▸ **WORK INSTRUCTIONS**
Using the entries below, write out the line with "encoded query is", the line with "use super::*;", and every line in between, exactly as each is written.

========

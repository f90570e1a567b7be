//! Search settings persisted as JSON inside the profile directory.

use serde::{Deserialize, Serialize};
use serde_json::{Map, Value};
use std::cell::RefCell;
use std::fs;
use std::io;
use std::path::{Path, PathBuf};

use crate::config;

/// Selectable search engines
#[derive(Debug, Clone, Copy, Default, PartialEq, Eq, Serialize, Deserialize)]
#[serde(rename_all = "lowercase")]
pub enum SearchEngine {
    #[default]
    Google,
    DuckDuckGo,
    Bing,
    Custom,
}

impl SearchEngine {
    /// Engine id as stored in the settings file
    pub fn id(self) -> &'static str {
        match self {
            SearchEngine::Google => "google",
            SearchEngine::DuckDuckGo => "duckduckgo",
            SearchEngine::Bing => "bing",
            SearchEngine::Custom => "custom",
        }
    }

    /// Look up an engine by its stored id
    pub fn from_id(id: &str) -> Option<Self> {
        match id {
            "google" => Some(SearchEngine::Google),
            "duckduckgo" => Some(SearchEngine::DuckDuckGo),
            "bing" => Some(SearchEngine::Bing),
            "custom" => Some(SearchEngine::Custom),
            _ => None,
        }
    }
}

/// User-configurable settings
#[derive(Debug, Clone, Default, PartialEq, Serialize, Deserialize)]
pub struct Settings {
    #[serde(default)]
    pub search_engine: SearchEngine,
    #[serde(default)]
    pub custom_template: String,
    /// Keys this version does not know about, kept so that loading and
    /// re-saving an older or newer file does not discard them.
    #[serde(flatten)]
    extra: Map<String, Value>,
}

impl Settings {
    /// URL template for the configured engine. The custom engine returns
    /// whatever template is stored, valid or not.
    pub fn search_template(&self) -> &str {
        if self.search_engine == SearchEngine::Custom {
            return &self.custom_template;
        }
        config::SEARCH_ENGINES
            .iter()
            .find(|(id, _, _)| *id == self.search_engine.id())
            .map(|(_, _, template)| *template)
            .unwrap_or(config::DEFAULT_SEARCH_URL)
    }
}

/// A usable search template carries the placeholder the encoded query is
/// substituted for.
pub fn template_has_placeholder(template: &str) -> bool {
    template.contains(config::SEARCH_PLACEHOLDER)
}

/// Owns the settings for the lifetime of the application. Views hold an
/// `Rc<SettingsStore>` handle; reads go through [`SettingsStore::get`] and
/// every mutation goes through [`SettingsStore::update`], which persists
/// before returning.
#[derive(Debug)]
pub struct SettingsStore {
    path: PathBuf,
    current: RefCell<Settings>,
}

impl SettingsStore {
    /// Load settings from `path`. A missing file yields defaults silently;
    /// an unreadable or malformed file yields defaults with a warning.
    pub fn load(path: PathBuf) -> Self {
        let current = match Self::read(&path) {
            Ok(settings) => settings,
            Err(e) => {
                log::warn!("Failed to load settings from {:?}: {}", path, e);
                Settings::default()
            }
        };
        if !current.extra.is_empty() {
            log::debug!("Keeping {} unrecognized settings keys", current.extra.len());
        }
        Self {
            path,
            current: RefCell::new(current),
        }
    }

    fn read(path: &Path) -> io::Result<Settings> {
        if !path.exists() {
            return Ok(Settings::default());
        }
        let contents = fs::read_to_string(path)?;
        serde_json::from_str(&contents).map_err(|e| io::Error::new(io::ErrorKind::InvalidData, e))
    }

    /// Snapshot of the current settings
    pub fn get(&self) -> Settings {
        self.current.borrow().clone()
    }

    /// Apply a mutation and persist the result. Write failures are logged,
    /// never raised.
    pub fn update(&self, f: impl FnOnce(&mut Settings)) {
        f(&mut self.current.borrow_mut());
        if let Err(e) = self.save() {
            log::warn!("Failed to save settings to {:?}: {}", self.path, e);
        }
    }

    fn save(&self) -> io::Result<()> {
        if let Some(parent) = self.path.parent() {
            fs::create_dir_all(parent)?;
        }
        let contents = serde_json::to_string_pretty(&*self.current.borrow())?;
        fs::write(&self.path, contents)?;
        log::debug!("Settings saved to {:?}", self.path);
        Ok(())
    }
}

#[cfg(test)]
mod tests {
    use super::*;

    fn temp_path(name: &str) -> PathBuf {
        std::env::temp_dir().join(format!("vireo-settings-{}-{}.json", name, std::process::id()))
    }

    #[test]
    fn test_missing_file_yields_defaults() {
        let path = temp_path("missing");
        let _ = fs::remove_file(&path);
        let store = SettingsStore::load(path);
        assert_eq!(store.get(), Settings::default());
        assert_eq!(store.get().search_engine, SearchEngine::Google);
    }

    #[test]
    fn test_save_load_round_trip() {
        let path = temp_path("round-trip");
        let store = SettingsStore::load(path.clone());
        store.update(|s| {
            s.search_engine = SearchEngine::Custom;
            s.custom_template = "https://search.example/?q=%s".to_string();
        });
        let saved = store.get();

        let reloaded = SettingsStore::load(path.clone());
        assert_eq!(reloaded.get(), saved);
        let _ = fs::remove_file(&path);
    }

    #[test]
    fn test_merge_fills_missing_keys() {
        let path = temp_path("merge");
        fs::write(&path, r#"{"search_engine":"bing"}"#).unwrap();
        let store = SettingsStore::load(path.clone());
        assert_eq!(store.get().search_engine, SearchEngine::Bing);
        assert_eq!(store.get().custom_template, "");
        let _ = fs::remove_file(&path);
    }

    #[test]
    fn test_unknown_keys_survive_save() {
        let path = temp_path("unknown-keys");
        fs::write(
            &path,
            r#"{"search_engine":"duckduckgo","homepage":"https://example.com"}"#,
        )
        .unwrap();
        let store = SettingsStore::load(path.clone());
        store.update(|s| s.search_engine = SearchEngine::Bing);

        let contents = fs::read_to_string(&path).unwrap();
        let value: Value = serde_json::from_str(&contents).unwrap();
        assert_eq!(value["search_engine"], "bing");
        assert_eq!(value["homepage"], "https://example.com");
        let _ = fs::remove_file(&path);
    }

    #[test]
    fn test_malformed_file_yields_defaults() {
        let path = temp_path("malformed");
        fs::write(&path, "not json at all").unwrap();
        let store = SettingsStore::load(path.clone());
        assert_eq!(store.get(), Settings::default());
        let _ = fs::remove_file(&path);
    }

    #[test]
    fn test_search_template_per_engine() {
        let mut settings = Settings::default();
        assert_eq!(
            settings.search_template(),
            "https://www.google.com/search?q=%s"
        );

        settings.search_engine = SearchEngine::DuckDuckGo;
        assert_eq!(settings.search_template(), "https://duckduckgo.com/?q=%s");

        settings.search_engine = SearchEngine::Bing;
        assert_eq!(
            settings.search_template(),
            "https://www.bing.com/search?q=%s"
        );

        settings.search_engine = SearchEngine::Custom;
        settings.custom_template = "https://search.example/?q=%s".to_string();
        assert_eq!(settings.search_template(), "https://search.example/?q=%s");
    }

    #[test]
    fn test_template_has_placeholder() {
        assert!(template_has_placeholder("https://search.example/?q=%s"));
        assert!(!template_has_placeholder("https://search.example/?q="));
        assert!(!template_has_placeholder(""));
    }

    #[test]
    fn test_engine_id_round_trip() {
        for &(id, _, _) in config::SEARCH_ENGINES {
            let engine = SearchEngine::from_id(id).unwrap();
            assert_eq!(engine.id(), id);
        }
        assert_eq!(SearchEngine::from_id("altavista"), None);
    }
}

========

▸ **SOLUTION TO THIS TASK**
/// A usable search template carries the placeholder the encoded query is
/// substituted for.
pub fn template_has_placeholder(template: &str) -> bool {
    template.contains(config::SEARCH_PLACEHOLDER)
}

/// Owns the settings for the lifetime of the application. Views hold an
/// `Rc<SettingsStore>` handle; reads go through [`SettingsStore::get`] and
/// every mutation goes through [`SettingsStore::update`], which persists
/// before returning.
#[derive(Debug)]
pub struct SettingsStore {
    path: PathBuf,
    current: RefCell<Settings>,
}

impl SettingsStore {
    /// Load settings from `path`. A missing file yields defaults silently;
    /// an unreadable or malformed file yields defaults with a warning.
    pub fn load(path: PathBuf) -> Self {
        let current = match Self::read(&path) {
            Ok(settings) => settings,
            Err(e) => {
                log::warn!("Failed to load settings from {:?}: {}", path, e);
                Settings::default()
            }
        };
        if !current.extra.is_empty() {
            log::debug!("Keeping {} unrecognized settings keys", current.extra.len());
        }
        Self {
            path,
            current: RefCell::new(current),
        }
    }

    fn read(path: &Path) -> io::Result<Settings> {
        if !path.exists() {
            return Ok(Settings::default());
        }
        let contents = fs::read_to_string(path)?;
        serde_json::from_str(&contents).map_err(|e| io::Error::new(io::ErrorKind::InvalidData, e))
    }

    /// Snapshot of the current settings
    pub fn get(&self) -> Settings {
        self.current.borrow().clone()
    }

    /// Apply a mutation and persist the result. Write failures are logged,
    /// never raised.
    pub fn update(&self, f: impl FnOnce(&mut Settings)) {
        f(&mut self.current.borrow_mut());
        if let Err(e) = self.save() {
            log::warn!("Failed to save settings to {:?}: {}", self.path, e);
        }
    }

    fn save(&self) -> io::Result<()> {
        if let Some(parent) = self.path.parent() {
            fs::create_dir_all(parent)?;
        }
        let contents = serde_json::to_string_pretty(&*self.current.borrow())?;
        fs::write(&self.path, contents)?;
        log::debug!("Settings saved to {:?}", self.path);
        Ok(())
    }
}

#[cfg(test)]
mod tests {
    use super::*;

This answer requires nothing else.